Turkish presidential orchestra opens new concert hall

Turkish presidential orchestra opens new concert hall

Turkish presidential orchestra opens new concert hall

Turkey’s Presidential Symphony Orchestra (CSO) on Dec. 3 opened a new concert hall in the capital Ankara.

Speaking at the opening ceremony, President Recep Tayyip Erdoğan said the Presidential Symphony Orchestra building will serve as a symbol of the country’s rich culture and arts.

He said that the new concert hall will become a landmark of the capital. “We have endeavored to embrace all kinds of works that will add value to the cultural and artistic life of our country and increase the diversity in this field,” Erdoğan added.

Also speaking at the opening ceremony, Culture and Tourism Minister Mehmet Nuri Ersoy stressed the significance of the new concert hall and said the new hall is the largest building ever constructed with a concert hall function in the country.

“The concert halls in the building were designed by world-renowned acoustic experts in accordance with the ‘natural acoustics’ principle and during the construction,” Ersoy noted.

He added that the CSO has not only hosted art performance but also fulfilled an important function for the training of numerous artists and for the society to reach out to a certain level on music.

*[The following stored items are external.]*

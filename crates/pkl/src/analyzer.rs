//! The import-graph analyzer.
//!
//! Walks imports transitively from a set of root modules using only the
//! parser and the resolver (no evaluation). Glob imports are expanded
//! through `list_elements`; cycles are reported faithfully via
//! Tarjan's strongly connected components.

use std::collections::HashMap;

use indexmap::{IndexMap, IndexSet};

use crate::{
    cst::{Expr, ModuleClause, NodeKind, Tree},
    error::EvalResult,
    parser::{parse_with, ModuleParser},
    resolver::{ModuleResolver, ResolveContext},
    resource::EvalLimits,
    security::SecurityManager,
    uri::ModuleUri,
};

type Edges = IndexSet<String, ahash::RandomState>;

/// The transitive import graph of a set of root modules.
///
/// Nodes are canonical URIs (real paths for local files, canonical
/// package URIs for packages); `resolved` maps every requested URI to
/// its canonical form.
#[derive(Debug, Default)]
pub struct ImportGraph {
    pub imports: IndexMap<String, Edges, ahash::RandomState>,
    pub resolved: IndexMap<String, String, ahash::RandomState>,
}

impl ImportGraph {
    /// The imports of one module, if it was reached.
    #[must_use]
    pub fn imports_of(&self, uri: &str) -> Option<&Edges> {
        self.imports.get(uri)
    }

    /// All cycles in the graph, canonically as Tarjan strongly
    /// connected components: a self-import is a 1-cycle, a pair of
    /// mutually importing modules a 2-cycle, and so on.
    #[must_use]
    pub fn cycles(&self) -> Vec<Vec<String>> {
        Tarjan::new(self).run()
    }
}

/// Walks imports without evaluating.
pub struct ImportAnalyzer<'a> {
    resolver: &'a ModuleResolver,
    parser: &'a dyn ModuleParser,
    security: &'a SecurityManager,
    limits: EvalLimits,
}

impl<'a> ImportAnalyzer<'a> {
    #[must_use]
    pub fn new(resolver: &'a ModuleResolver, parser: &'a dyn ModuleParser, security: &'a SecurityManager) -> Self {
        Self {
            resolver,
            parser,
            security,
            limits: EvalLimits::unlimited(),
        }
    }

    #[must_use]
    pub fn with_limits(mut self, limits: EvalLimits) -> Self {
        self.limits = limits;
        self
    }

    fn ctx(&self) -> ResolveContext<'_> {
        ResolveContext {
            security: self.security,
            limits: &self.limits,
        }
    }

    /// Resolves a URI to its canonical form, recording the mapping.
    fn canonicalize(&self, graph: &mut ImportGraph, uri: &ModuleUri) -> EvalResult<ModuleUri> {
        if let Some(known) = graph.resolved.get(uri.as_str()) {
            return ModuleUri::parse(known);
        }
        let key = self.resolver.create_key(uri)?;
        let canonical = if uri.scheme() == "pkl" {
            uri.clone()
        } else {
            key.resolve(&self.ctx())?.uri().clone()
        };
        graph
            .resolved
            .insert(uri.as_str().to_owned(), canonical.as_str().to_owned());
        Ok(canonical)
    }

    /// Analyzes the transitive import graph reachable from `roots`.
    pub fn analyze(&self, roots: &[ModuleUri]) -> EvalResult<ImportGraph> {
        let mut graph = ImportGraph::default();
        let mut worklist: Vec<ModuleUri> = Vec::new();
        for root in roots {
            let canonical = self.canonicalize(&mut graph, root)?;
            worklist.push(canonical);
        }
        while let Some(uri) = worklist.pop() {
            if graph.imports.contains_key(uri.as_str()) {
                continue;
            }
            self.limits.check_deadline()?;
            let targets = self.module_imports(&uri)?;
            let mut edges = Edges::default();
            for target in targets {
                let canonical = self.canonicalize(&mut graph, &target)?;
                edges.insert(canonical.as_str().to_owned());
                if !graph.imports.contains_key(canonical.as_str()) {
                    worklist.push(canonical);
                }
            }
            graph.imports.insert(uri.as_str().to_owned(), edges);
        }
        Ok(graph)
    }

    /// The direct imports of one module: import declarations,
    /// `amends`/`extends` clauses, and `import()` / `import*()`
    /// expressions anywhere in the tree, with glob patterns expanded.
    fn module_imports(&self, uri: &ModuleUri) -> EvalResult<Vec<ModuleUri>> {
        // Standard-library modules are native leaves.
        if uri.scheme() == "pkl" {
            return Ok(Vec::new());
        }
        let key = self.resolver.create_key(uri)?;
        let resolved = key.resolve(&self.ctx())?;
        let source = resolved.load_source(&self.ctx())?;
        let tree = parse_with(self.parser, &source, uri)?;

        let mut out = Vec::new();
        let root = tree.root();
        if let NodeKind::Module { decl, imports, .. } = tree.kind(root) {
            if let Some(decl) = decl {
                if let NodeKind::ModuleDecl {
                    clause: Some(ModuleClause::Amends(target) | ModuleClause::Extends(target)),
                    ..
                } = tree.kind(*decl)
                {
                    self.push_target(&mut out, uri, target, false)?;
                }
            }
            for import in imports.clone() {
                if let NodeKind::Import {
                    uri: target, is_glob, ..
                } = tree.kind(import)
                {
                    self.push_target(&mut out, uri, target, *is_glob)?;
                }
            }
        }
        self.collect_import_exprs(&tree, uri, &mut out)?;
        Ok(out)
    }

    fn collect_import_exprs(&self, tree: &Tree, uri: &ModuleUri, out: &mut Vec<ModuleUri>) -> EvalResult<()> {
        let mut stack = vec![tree.root()];
        while let Some(node) = stack.pop() {
            if let NodeKind::Expr(Expr::ImportExpr { uri: target, is_glob }) = tree.kind(node) {
                self.push_target(out, uri, target, *is_glob)?;
            }
            stack.extend(tree.children(node));
        }
        Ok(())
    }

    fn push_target(&self, out: &mut Vec<ModuleUri>, base: &ModuleUri, target: &str, is_glob: bool) -> EvalResult<()> {
        if is_glob {
            for (_, resolved) in self.resolver.expand_glob(&self.ctx(), base, target)? {
                out.push(resolved);
            }
        } else {
            out.push(self.resolver.resolve_reference(base, target)?);
        }
        Ok(())
    }
}

/// Iterative Tarjan SCC over the import graph.
struct Tarjan<'a> {
    graph: &'a ImportGraph,
    index: HashMap<&'a str, usize>,
    lowlink: HashMap<&'a str, usize>,
    on_stack: HashMap<&'a str, bool>,
    stack: Vec<&'a str>,
    next_index: usize,
    components: Vec<Vec<String>>,
}

impl<'a> Tarjan<'a> {
    fn new(graph: &'a ImportGraph) -> Self {
        Self {
            graph,
            index: HashMap::new(),
            lowlink: HashMap::new(),
            on_stack: HashMap::new(),
            stack: Vec::new(),
            next_index: 0,
            components: Vec::new(),
        }
    }

    fn run(mut self) -> Vec<Vec<String>> {
        for node in self.graph.imports.keys() {
            if !self.index.contains_key(node.as_str()) {
                self.strong_connect(node);
            }
        }
        // Keep genuine cycles: multi-node components, or single nodes
        // with a self-edge.
        self.components
            .into_iter()
            .filter(|component| {
                component.len() > 1
                    || self
                        .graph
                        .imports
                        .get(&component[0])
                        .is_some_and(|edges| edges.contains(&component[0]))
            })
            .collect()
    }

    fn strong_connect(&mut self, node: &'a str) {
        // Explicit DFS stack: (node, next-edge-index).
        let mut work: Vec<(&'a str, usize)> = vec![(node, 0)];
        while let Some((v, edge_index)) = work.pop() {
            if edge_index == 0 {
                self.index.insert(v, self.next_index);
                self.lowlink.insert(v, self.next_index);
                self.next_index += 1;
                self.stack.push(v);
                self.on_stack.insert(v, true);
            }
            let edges: Vec<&'a str> = self
                .graph
                .imports
                .get(v)
                .map(|e| e.iter().map(String::as_str).collect())
                .unwrap_or_default();
            let mut recursed = false;
            for (i, w) in edges.iter().enumerate().skip(edge_index) {
                if !self.index.contains_key(w) {
                    work.push((v, i + 1));
                    work.push((*w, 0));
                    recursed = true;
                    break;
                }
                if self.on_stack.get(w).copied().unwrap_or(false) {
                    let w_index = self.index[w];
                    let v_low = self.lowlink[v].min(w_index);
                    self.lowlink.insert(v, v_low);
                }
            }
            if recursed {
                continue;
            }
            if let Some(&(parent, _)) = work.last() {
                let v_low = self.lowlink[v];
                let parent_low = self.lowlink[parent].min(v_low);
                self.lowlink.insert(parent, parent_low);
            }
            if self.lowlink[v] == self.index[v] {
                let mut component = Vec::new();
                while let Some(w) = self.stack.pop() {
                    self.on_stack.insert(w, false);
                    component.push(w.to_owned());
                    if w == v {
                        break;
                    }
                }
                component.reverse();
                self.components.push(component);
            }
        }
    }
}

The hall is located in the heart of the city with a view of the historical Ankara Castle and modern Turkey founder Mustafa Kemal Atatürk’s Mausoleum.

The project was completed at a cost of 83 million euros ($99 million).

It will host the most respected orchestras and soloists from around the world and is set to dazzle art lovers with its concerts on classical music and other genres.

Ticket prices for the 2020-21 Concert Season have been set and are on sale. Guests will pay 100 Turkish liras ($12.85) for the first category, 70 liras ($8.99) for the second, and 50 liras ($6.42) for the third category.

The third category prices will be discounted by 50 percent for students and retirees and for the disabled, veterans, and relatives of soldiers who died while fighting for the nation.